The Jewish People loves holidays. This week’s parashah, Emor, reminds the Israelites of the yontif schedule: Shabbat every week, of course, and then the big ones: Passover, Shavuot, Rosh Hashanah, Yom Kippur, and Sukkot. Dayenu, that would have been enough. But those are just the holidays in the Torah. Later generations added Purim, Chanukah, Tisha B’Av and Tu Bishvat. And if you’re really machmir, really serious, then you also include the fast days of Tzom G’daliah, Ta’anit Esther, Asarah b’Tevet, and Shivah Asar b’Tammuz. And I won’t even list the modern Israeli holidays. Take a look at the Hebrew calendar and you’ll see that every month of the year, with one exception, has a holiday. That one empty month is Cheshvan, which the Sages called Mar-Cheshvan, “Bitter Cheshvan.” Rabbis today, noting that it comes after the holiday-heavy month of Tishrei, call it “Sweet, Sweet Cheshvan.” But every Cheshvan, and after every holiday, there is a bit of a letdown (even for rabbis). It’s human nature to look forward to the climactic moments, to focus our attention and energy on these most special, holy days, just as we anxiously prepare for and look forward to weddings, birthdays, graduations, and Super Bowls. We do love a good special occasion. (I remember when my son Maverick was around three, I was explaining what a special occasion was. After my explanation, I asked him, “So can you think of an example of a special occasion?” And he said, “When the garbage man comes.” So it seems that special is in the eye of the beholder.)


Special occasions are wonderful, and Judaism has an embarrassment of riches in the special occasion department. But our tradition also reminds us that we can’t live on holidays alone. After the description of the holidays in our parashah, we read, “GOD spoke to Moses, saying: Command the Israelite people to bring you clear oil of beaten olives for lighting, for kindling lamps regularly. Aaron shall set them up in the Tent of Meeting outside the curtain of the Pact [to burn] from evening to morning before GOD regularly; it is a law for all time throughout the ages” (Lev. 24:1-3). The people are commanded to bring clear, pure olive oil to light the menorah as a ner tamid in the Tabernacle. In honor of the original, synagogues usually have their own version of the ner tamid hanging over the ark. We often call it the “eternal light,” but it is more accurately translated as the “regular light,” since the menorah only burned through the night and was relit every evening. So really, if we wanted to be historically accurate, every morning, we should turn off our ner tamid and then turn it back on at night. 

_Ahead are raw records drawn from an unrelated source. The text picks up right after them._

//! Editorial agents
//!
//! Each agent is a pair of pure functions: one builds the [`Prompt`] for a
//! stage and one turns the model's reply into a typed value. No agent talks
//! to the network or the memory store; the pipeline owns all I/O and decides
//! what a parse failure means for the run.
//!
//! - [`persona`]: vibe weights and weighted selection
//! - [`strategist`]: hook, angle, audience and call to action
//! - [`ghostwriter`]: the post body, with stored critic rules injected
//! - [`art_director`]: the image concept and its cleaned prompt
//! - [`critic`]: verdict, reasons and new rules
//! - [`networker`]: a comment pack for other people's posts
//!
//! [`Prompt`]: crate::llm::Prompt

pub mod art_director;
pub mod critic;
pub mod ghostwriter;
pub mod networker;
pub mod persona;
pub mod strategist;

use thiserror::Error;

/// Character ceiling the ghostwriter is asked to respect
pub const MAX_POST_CHARS: usize = 1500;

/// A model reply that could not be turned into the expected structure
#[derive(Debug, Clone, PartialEq, Eq, Error)]
pub enum ParseError {
    #[error("model returned an empty reply")]
    Empty,

    #[error("reply is missing the '{0}' field")]
    MissingField(&'static str),
}

/// Strip markdown emphasis and list markers from the start and end of a line.
pub(crate) fn strip_markup(line: &str) -> String {
    line.replace("**", "")
        .replace("__", "")
        .trim()
        .trim_start_matches(|c: char| c == '-' || c == '*' || c == '#' || c == '>')
        .trim()
        .to_string()
}

/// Split `Label: value` into a lowercased label and the trimmed value.
pub(crate) fn labelled(line: &str) -> Option<(String, String)> {
    let clean = strip_markup(line);
    let (label, value) = clean.split_once(':')?;
    let label = label
        .trim()
        .trim_start_matches(|c: char| c.is_ascii_digit() || c == '.' || c == ')')
        .trim()
        .to_lowercase();
    if label.is_empty() || label.split_whitespace().count() > 3 {
        return None;
    }
    Some((label, value.trim().to_string()))
}
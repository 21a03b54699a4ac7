use chrono::{DateTime, Utc};
use sdk::types::{
    AbortReason, CommentPack, CriticRule, Draft, ResearchBrief, RunRecord, RunStatus, Stage,
    StrategyBrief, Vibe, VisualAsset,
};
use serde::Serialize;
use uuid::Uuid;

/// Everything one run has produced so far
#[derive(Debug)]
pub struct RunState {
    pub run_id: String,
    pub started_at: DateTime<Utc>,
    pub topic: Option<String>,
    pub brief: Option<ResearchBrief>,
    pub comment_pack: Option<CommentPack>,
    pub vibe: Option<Vibe>,
    pub stored_rules: Vec<CriticRule>,
    pub strategy: Option<StrategyBrief>,
    pub draft: Option<Draft>,
    pub visual: Option<VisualAsset>,
    pub visual_attempted: bool,
    /// Critic reasons to address in the next draft
    pub feedback: Vec<String>,
    pub revisions: u8,
    pub learned_rules: Vec<CriticRule>,
    pub failure: Option<Failure>,
}

/// Why and where a run stopped short of publishing
#[derive(Debug, Clone)]
pub struct Failure {
    pub stage: Stage,
    pub reason: AbortReason,
    pub detail: String,
    pub orphaned_asset_urn: Option<String>,
}

impl RunState {
    pub fn new(topic: Option<String>) -> Self {
        Self {
            run_id: Uuid::new_v4().to_string(),
            started_at: Utc::now(),
            topic,
            brief: None,
            comment_pack: None,
            vibe: None,
            stored_rules: Vec::new(),
            strategy: None,
            draft: None,
            visual: None,
            visual_attempted: false,
            feedback: Vec::new(),
            revisions: 0,
            learned_rules: Vec::new(),
            failure: None,
        }
    }

    /// Record a failure and move to the aborted state
    pub fn abort(&mut self, stage: Stage, reason: AbortReason, detail: impl Into<String>) -> Stage {
        self.failure = Some(Failure {
            stage,
            reason,
            detail: detail.into(),
            orphaned_asset_urn: None,
        });
        Stage::Aborted
    }

    /// Topic stored with the post: the chosen topic, else the research headline
    pub fn post_topic(&self) -> String {
        self.topic
            .clone()
            .or_else(|| self.brief.as_ref().and_then(|b| b.topic()).map(str::to_string))
            .unwrap_or_default()
    }

    pub fn record(&self, status: RunStatus, stage: Stage, post_urn: Option<String>, has_image: bool) -> RunRecord {
        let failure = self.failure.as_ref();
        RunRecord {
            run_id: self.run_id.clone(),
            started_at: self.started_at,
            finished_at: Utc::now(),
            status,
            stage: failure.map(|f| f.stage).unwrap_or(stage),
            reason: failure.map(|f| f.reason),
            detail: failure.map(|f| f.detail.clone()),
            vibe: self.vibe,
            topic: Some(self.post_topic()).filter(|t| !t.is_empty()),
            has_image,
            post_urn,
            orphaned_asset_urn: failure.and_then(|f| f.orphaned_asset_urn.clone()),
            revisions: self.revisions,
        }
    }
}

/// Result of a run that reached a terminal state
#[derive(Debug, Clone, Serialize)]
pub struct RunReport {
    #[serde(flatten)]
    pub record: RunRecord,
    pub rules_added: usize,
    pub comment_pack_saved: bool,
}

#[derive(Debug, Clone)]
pub enum RunOutcome {
    Completed(RunReport),
    /// Stopped before publishing; nothing was written
    Cancelled { run_id: String, stage: Stage },
}

impl RunOutcome {
    pub fn is_published(&self) -> bool {
        matches!(self, RunOutcome::Completed(r) if r.record.status == RunStatus::Published)
    }

    pub fn report(&self) -> Option<&RunReport> {
        match self {
            RunOutcome::Completed(report) => Some(report),
            RunOutcome::Cancelled { .. } => None,
        }
    }
}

I think this commandment about the ner tamid is placed here after the description of the festivals to demonstrate that Judaism isn’t just about how we spend our holy days; it’s actually more about how we spend every other day. Consider the talmudic disagreement between Beit Hillel and Beit Shammai about the order of blessings on a festival evening. Beit Shammai says a person should bless the day and then bless the wine, and Beit Hillel says one should bless the wine and then the day (Ber. 51b). Since Hillel is almost always right, we follow his ruling: as we will tonight, first we say “borei p’ri hagafen” over the wine and then we recite the rest of the Kiddush, which concludes by blessing God for sanctifying the holy day. This might seem like an obscure, not particularly interesting halakhic dispute, but the reasoning behind the decision is significant. The Talmud explains, “The blessing over wine is recited frequently, and the blessing over the day is not recited frequently, and there is a general principle: When a frequent practice and an infrequent practice clash, the frequent practice takes precedence” (ibid.). The frequent practice takes precedence. In other words, we might think that meeting the obligations of the special occasion is more important than fulfilling the mitzvot we perform every day, but the halakhah says the opposite: even on holidays, our daily practices should still remain our primary concern. 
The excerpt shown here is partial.